I’m sure we’re all a little bit of both, but where do you the fall on the spectrum?
For me, whenever I’m contemplating an upgrade, or breaking in a new piece of gear, I’m more of an audiophile than a musicphile, which can be both an enjoyable and torturous experience. This hobby is anything but Plug and Play. Having recently upgraded my speakers and transport, I’ve been stuck in audiophile mode for awhile as things broke-in. Most of that time proved to be quite frustrating as I tried to dial things in, like speaker placement and experimenting with different footers under the transport. The end result though has been a very rewarding and satisfying experience as an audiophile, but ultimately I’m more of a musicphile than audiophile. Time to kick back and just enjoy the music.
I’ve moved over the years from musicphile towards the audiophile end of the spectrum if I’m being honest. But I still lvoe music so much, need it, and spend more on music than equipment when all is tallied.
I hardly ever turn the tv on. Music is playing almost always when I’m home and awake–or even not awake. Does that make me a “musicphile”?
But almost always, when I’m listening to music, I’m enjoying some aspect of the sound quality; listening for things I’m happy with or maybe critical of. “Audiophile”?

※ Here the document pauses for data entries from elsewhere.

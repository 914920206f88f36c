use std::{path::Path, str::FromStr};

use sqlx::{
    Error, Pool, Sqlite, SqlitePool,
    sqlite::{SqliteConnectOptions, SqlitePoolOptions},
};

pub mod models;

#[derive(Clone)]
pub struct DBService {
    pub pool: Pool<Sqlite>,
}

impl DBService {
    pub async fn new(database_path: &Path) -> Result<DBService, Error> {
        let database_url = format!("sqlite://{}", database_path.to_string_lossy());
        let options = SqliteConnectOptions::from_str(&database_url)?.create_if_missing(true);
        let pool = SqlitePool::connect_with(options).await?;
        sqlx::migrate!("./migrations").run(&pool).await?;
        Ok(DBService { pool })
    }

    /// In-memory store for tests and one-off tooling. Capped at a single
    /// connection: every pooled connection would otherwise get its own
    /// private `:memory:` database.
    pub async fn new_in_memory() -> Result<DBService, Error> {
        let options = SqliteConnectOptions::from_str("sqlite::memory:")?;
        let pool = SqlitePoolOptions::new()
            .max_connections(1)
            .connect_with(options)
            .await?;
        sqlx::migrate!("./migrations").run(&pool).await?;
        Ok(DBService { pool })
    }
}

For example, I just switched amps from my Decware to Pass Labs. Same Wes Montgomery cd which I think is some of his best playing (musicphile), but with the Pass amp, I can clearly hear the skin of his thumb across the strings, playing his octaves (audiophile). I guess for me it’s a blur.
When the world isn’t being ravaged by a virus we go out quite a lot, perhaps 150 shows per annum, give or take. Includes theatre and the cinema. I know people who go to live music almost every day, sometimes more than one performance, and have no interest to listening to music at home at all. I had 11 performances booked in the 14 nights from the first night of lockdown. It took a long time to recover. So I swing from thinking home audio is a complete waste of time to really enjoying it and start having dangerous audiophile thoughts. I normally recover. I’m not a tweaker, I have a system that the family use and most this week one of my kids has been home, listening to hip hop and rap most evenings with basketball on mute.
I’m sure there will be people who will listen to an SACD of Uuno Klarni’s Violin Concerto just because they want the sonic experience. Not me, it’s a pretty dreadful piece of music and I don’t have SACD player or native DSD anyway.
I see no reason why people should not collect audio equipment because of a love of electronics rather than a love of music. They may be in a minority, but it’s a free world (sort of) and I see no reason to be judgmental and put them in a box with a label on it.
The main benefit of audio is being able to listen to jazz musicians who have shed their mortal coil.
I’m a music nut realizing (for me) that the audio quality of it makes a big part of the emotional perception and the understanding and appreciation of the music. That makes me an audiophile I’d say. The amount of music I have and the focus on music quality doesn’t make me a typical test track listener at least.
It was interesting to read in Keith Jarret’s interview, that he’s meanwhile a professed audiophile for the same reason and regrets that such a lot of his music, due to the bad sound quality, is emotionally transported way beyond its potential.